Collected data
##############################

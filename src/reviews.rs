//! The app-store reviews endpoint.
//!
//! [`FilterState`] turns the user's filters into query parameters,
//! [`ReviewRecord`] is the wire shape of one review and [`Review`] the shape
//! handed to callers. [`ReviewsApi`] ties them to a [`Client`].

use crate::{CancellationToken, Client, ClientBuilder, Query, RequestOptions, Result};
use serde::{Deserialize, Serialize};
use std::fmt;
use std::str::FromStr;
use std::time::Duration;

/// Reviews requested per page.
pub const PAGE_SIZE: u32 = 25;

/// Sort order sent with every request: newest first.
pub const SORT_ORDER: &str = "-date";

/// The public reviews endpoint.
pub const DEFAULT_ENDPOINT: &str = "https://appfigures.com/_u/careers/api/reviews";

/// Star rating filter.
#[derive(Debug, Clone, Copy, PartialEq, Eq, Default)]
pub enum RatingFilter {
    /// Any rating.
    #[default]
    All,
    /// Exactly this many stars, `1..=5`.
    Stars(u8),
}

impl fmt::Display for RatingFilter {
    fn fmt(&self, f: &mut fmt::Formatter<'_>) -> fmt::Result {
        match self {
            RatingFilter::All => f.write_str("all"),
            RatingFilter::Stars(stars) => write!(f, "{}", stars),
        }
    }
}

/// Returned when a rating filter is neither `all` nor `1`..`5`.
#[derive(Debug, Clone, PartialEq, Eq, thiserror::Error)]
#[error("invalid rating filter: {0:?}")]
pub struct InvalidRating(pub String);

impl FromStr for RatingFilter {
    type Err = InvalidRating;

    fn from_str(s: &str) -> std::result::Result<Self, Self::Err> {
        match s.trim() {
            "all" | "" => Ok(RatingFilter::All),
            other => match other.parse::<u8>() {
                Ok(stars @ 1..=5) => Ok(RatingFilter::Stars(stars)),
                _ => Err(InvalidRating(s.to_string())),
            },
        }
    }
}

/// The user's current filters.
#[derive(Debug, Clone, PartialEq, Eq)]
pub struct FilterState {
    /// Free-text search; empty means no search.
    pub keyword: String,
    /// Star rating filter.
    pub rating: RatingFilter,
    /// 1-based page number.
    pub page: u32,
}

impl Default for FilterState {
    fn default() -> Self {
        Self {
            keyword: String::new(),
            rating: RatingFilter::All,
            page: 1,
        }
    }
}

impl FilterState {
    /// Query parameters for these filters: `q`, `rating`, `page`, `count`, `sort`.
    ///
    /// `q` is left out when the keyword is empty and `rating` when it is
    /// [`RatingFilter::All`].
    ///
    /// # Examples
    ///
    /// ```
    /// use reviewfetch::reviews::{FilterState, RatingFilter};
    ///
    /// let filters = FilterState {
    ///     keyword: "crash".to_string(),
    ///     rating: RatingFilter::Stars(3),
    ///     page: 2,
    /// };
    /// let mut url = url::Url::parse("https://example.com/reviews").unwrap();
    /// filters.to_query().apply_to(&mut url);
    /// assert_eq!(url.query(), Some("q=crash&rating=3&page=2&count=25&sort=-date"));
    /// ```
    pub fn to_query(&self) -> Query {
        let keyword = (!self.keyword.is_empty()).then(|| self.keyword.clone());
        let rating = match self.rating {
            RatingFilter::All => None,
            RatingFilter::Stars(stars) => Some(stars),
        };

        Query::new()
            .set("q", keyword)
            .set("rating", rating)
            .set("page", self.page)
            .set("count", PAGE_SIZE)
            .set("sort", SORT_ORDER)
    }
}

/// One review as the endpoint sends it.
#[derive(Debug, Clone, PartialEq, Serialize, Deserialize)]
pub struct ReviewRecord {
    /// Upstream review id.
    pub id: String,
    /// Reviewer's display name.
    pub author: String,
    /// Review headline, possibly translated.
    pub title: String,
    /// Review text, possibly translated.
    pub review: String,
    /// Headline in the reviewer's language, when translated.
    #[serde(default)]
    pub original_title: Option<String>,
    /// Text in the reviewer's language, when translated.
    #[serde(default)]
    pub original_review: Option<String>,
    /// Decimal star rating, e.g. `"4.00"`.
    pub stars: String,
    /// ISO country code.
    pub iso: String,
    /// App version the review was written against.
    pub version: String,
    /// ISO date-time.
    pub date: String,
    /// Removed from the store.
    #[serde(default)]
    pub deleted: bool,
    /// The developer has replied.
    #[serde(default)]
    pub has_response: bool,
    /// Internal product id.
    #[serde(default)]
    pub product: Option<u64>,
    /// Store-side product id.
    #[serde(default)]
    pub product_id: Option<u64>,
    /// App name.
    pub product_name: String,
    /// Vendor's own id for the product.
    #[serde(default)]
    pub vendor_id: Option<String>,
    /// Store the review came from, e.g. `apple`.
    pub store: String,
    /// Relevance weight.
    #[serde(default)]
    pub weight: Option<f64>,
    /// Languages the text was detected as.
    #[serde(default)]
    pub predicted_langs: Vec<String>,
}

/// The endpoint's response body.
#[derive(Debug, Clone, PartialEq, Serialize, Deserialize)]
pub struct ReviewsEnvelope {
    /// Reviews on this page.
    pub reviews: Vec<ReviewRecord>,
    /// Matching reviews across all pages.
    pub total: u64,
    /// 1-based number of this page.
    pub this_page: u32,
    /// Number of pages.
    pub pages: u32,
}

/// A review ready for display.
#[derive(Debug, Clone, PartialEq)]
pub struct Review {
    /// Upstream review id.
    pub id: String,
    /// Whole stars, 0 when the upstream value is not a number.
    pub rating: u8,
    /// Headline.
    pub title: String,
    /// Review text.
    pub body: String,
    /// Reviewer's display name.
    pub author: String,
    /// `YYYY-MM-DD`.
    pub date: String,
    /// App version reviewed.
    pub version: String,
    /// ISO country code.
    pub country: String,
    /// Store the review came from.
    pub store: String,
    /// App name.
    pub product_name: String,
    /// The developer has replied.
    pub has_response: bool,
    /// Removed from the store.
    pub is_deleted: bool,
    /// Untranslated headline, if any.
    pub original_title: Option<String>,
    /// Untranslated text, if any.
    pub original_review: Option<String>,
}

impl From<ReviewRecord> for Review {
    fn from(record: ReviewRecord) -> Self {
        let rating = record
            .stars
            .trim()
            .parse::<f64>()
            .map(|stars| stars.round().clamp(0.0, u8::MAX as f64) as u8)
            .unwrap_or(0);
        let date = match record.date.split_once('T') {
            Some((day, _)) => day.to_string(),
            None => record.date,
        };

        Self {
            id: record.id,
            rating,
            title: record.title,
            body: record.review,
            author: record.author,
            date,
            version: record.version,
            country: record.iso,
            store: record.store,
            product_name: record.product_name,
            has_response: record.has_response,
            is_deleted: record.deleted,
            original_title: record.original_title,
            original_review: record.original_review,
        }
    }
}

/// One page of reviews.
#[derive(Debug, Clone, PartialEq, Default)]
pub struct ReviewsPage {
    /// Reviews on this page.
    pub reviews: Vec<Review>,
    /// Matching reviews across all pages.
    pub total: u64,
    /// 1-based number of this page.
    pub page: u32,
    /// Number of pages.
    pub pages: u32,
}

impl ReviewsPage {
    /// Returns `true` if there are pages after this one.
    pub fn has_more(&self) -> bool {
        self.page < self.pages
    }
}

impl From<ReviewsEnvelope> for ReviewsPage {
    fn from(envelope: ReviewsEnvelope) -> Self {
        Self {
            reviews: envelope.reviews.into_iter().map(Review::from).collect(),
            total: envelope.total,
            page: envelope.this_page,
            pages: envelope.pages,
        }
    }
}

/// Client for the reviews endpoint.
///
/// # Examples
///
/// ```no_run
/// use reviewfetch::reviews::{FilterState, ReviewsApi};
///
/// # async fn example() -> Result<(), reviewfetch::Error> {
/// let api = ReviewsApi::new(ReviewsApi::client_builder()?.build()?);
/// let page = api.fetch(&FilterState::default(), None).await?;
/// println!("{} of {} reviews", page.reviews.len(), page.total);
/// # Ok(())
/// # }
/// ```
#[derive(Clone)]
pub struct ReviewsApi {
    client: Client,
    endpoint: String,
}

impl ReviewsApi {
    /// Uses the public endpoint.
    pub fn new(client: Client) -> Self {
        Self::with_endpoint(client, DEFAULT_ENDPOINT)
    }

    /// Uses another endpoint, absolute or relative to the client's base URL.
    pub fn with_endpoint(client: Client, endpoint: impl Into<String>) -> Self {
        Self {
            client,
            endpoint: endpoint.into(),
        }
    }

    /// A client builder with the settings the reviews browser uses:
    /// `/api` base, 12 second timeout and two retries.
    ///
    /// # Errors
    ///
    /// Propagates [`ClientBuilder::base_url`] failures.
    pub fn client_builder() -> Result<ClientBuilder> {
        Ok(Client::builder()
            .base_url("/api")?
            .timeout(Duration::from_secs(12))
            .max_retries(2))
    }

    /// The endpoint requests go to.
    pub fn endpoint(&self) -> &str {
        &self.endpoint
    }

    /// Fetches the page of reviews matching `filters`.
    ///
    /// A response without content yields an empty page.
    ///
    /// # Errors
    ///
    /// Returns the client's error when the request fails.
    pub async fn fetch(
        &self,
        filters: &FilterState,
        signal: Option<CancellationToken>,
    ) -> Result<ReviewsPage> {
        let mut options = RequestOptions::new().query(filters.to_query());
        if let Some(signal) = signal {
            options = options.signal(signal);
        }

        tracing::debug!(
            keyword = %filters.keyword,
            rating = %filters.rating,
            page = filters.page,
            "Fetching reviews"
        );

        let response = self
            .client
            .get::<ReviewsEnvelope>(&self.endpoint, options)
            .await?;
        let page = response.data.map(ReviewsPage::from).unwrap_or_default();

        tracing::info!(
            count = page.reviews.len(),
            total = page.total,
            page = page.page,
            pages = page.pages,
            "Fetched reviews"
        );
        Ok(page)
    }
}

#[cfg(test)]
mod tests {
    use super::*;
    use url::Url;

    fn record(stars: &str, date: &str) -> ReviewRecord {
        ReviewRecord {
            id: "r1".into(),
            author: "sam".into(),
            title: "Crashes".into(),
            review: "Crashes on launch".into(),
            original_title: None,
            original_review: None,
            stars: stars.into(),
            iso: "US".into(),
            version: "2.1".into(),
            date: date.into(),
            deleted: false,
            has_response: true,
            product: Some(7),
            product_id: Some(7),
            product_name: "Widget".into(),
            vendor_id: None,
            store: "apple".into(),
            weight: None,
            predicted_langs: vec!["en".into()],
        }
    }

    fn query_string(filters: &FilterState) -> Option<String> {
        let mut url = Url::parse("https://example.com/reviews").unwrap();
        filters.to_query().apply_to(&mut url);
        url.query().map(str::to_string)
    }

    #[test]
    fn test_full_filter_query() {
        let filters = FilterState {
            keyword: "crash".into(),
            rating: RatingFilter::Stars(3),
            page: 2,
        };
        assert_eq!(
            query_string(&filters).as_deref(),
            Some("q=crash&rating=3&page=2&count=25&sort=-date")
        );
    }

    #[test]
    fn test_default_filter_query_omits_keyword_and_rating() {
        assert_eq!(
            query_string(&FilterState::default()).as_deref(),
            Some("page=1&count=25&sort=-date")
        );
    }

    #[test]
    fn test_keyword_is_form_encoded() {
        let filters = FilterState {
            keyword: "login screen".into(),
            ..FilterState::default()
        };
        assert_eq!(
            query_string(&filters).as_deref(),
            Some("q=login+screen&page=1&count=25&sort=-date")
        );
    }

    #[test]
    fn test_rating_filter_parse_and_display() {
        assert_eq!("all".parse::<RatingFilter>(), Ok(RatingFilter::All));
        assert_eq!("4".parse::<RatingFilter>(), Ok(RatingFilter::Stars(4)));
        assert!("0".parse::<RatingFilter>().is_err());
        assert!("6".parse::<RatingFilter>().is_err());
        assert!("three".parse::<RatingFilter>().is_err());
        assert_eq!(RatingFilter::Stars(5).to_string(), "5");
        assert_eq!(RatingFilter::All.to_string(), "all");
    }

    #[test]
    fn test_review_from_record() {
        let review = Review::from(record("3.00", "2024-03-05T10:22:01"));
        assert_eq!(review.rating, 3);
        assert_eq!(review.date, "2024-03-05");
        assert_eq!(review.body, "Crashes on launch");
        assert_eq!(review.country, "US");
        assert!(review.has_response);
        assert!(!review.is_deleted);
    }

    #[test]
    fn test_review_rating_rounds_and_tolerates_garbage() {
        assert_eq!(Review::from(record("4.50", "2024-01-01")).rating, 5);
        assert_eq!(Review::from(record("1.49", "2024-01-01")).rating, 1);
        assert_eq!(Review::from(record("n/a", "2024-01-01")).rating, 0);
        assert_eq!(Review::from(record("2", "2024-01-01")).date, "2024-01-01");
    }

    #[test]
    fn test_envelope_deserializes_sparse_records() {
        let envelope: ReviewsEnvelope = serde_json::from_value(serde_json::json!({
            "reviews": [{
                "id": "a",
                "author": "kim",
                "title": "Nice",
                "review": "Works well",
                "stars": "5.00",
                "iso": "GB",
                "version": "1.0",
                "date": "2024-02-29T00:00:00",
                "product_name": "Widget",
                "store": "google_play"
            }],
            "total": 51,
            "this_page": 1,
            "pages": 3
        }))
        .unwrap();

        let page = ReviewsPage::from(envelope);
        assert_eq!(page.reviews.len(), 1);
        assert_eq!(page.reviews[0].rating, 5);
        assert!(page.has_more());
        assert!(!ReviewsPage::default().has_more());
    }

    #[test]
    fn test_client_builder_settings() {
        let client = ReviewsApi::client_builder().unwrap().build().unwrap();
        assert_eq!(client.config().timeout(), Duration::from_secs(12));
        assert_eq!(client.config().max_retries(), 2);
        assert_eq!(ReviewsApi::new(client).endpoint(), DEFAULT_ENDPOINT);
    }
}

##############################

**ACTIVITY**
Lines with "async" in the records above: copy every one of them.

**OUTPUT OF THE EXERCISE**
/// # async fn example() -> Result<(), reviewfetch::Error> {
    pub async fn fetch(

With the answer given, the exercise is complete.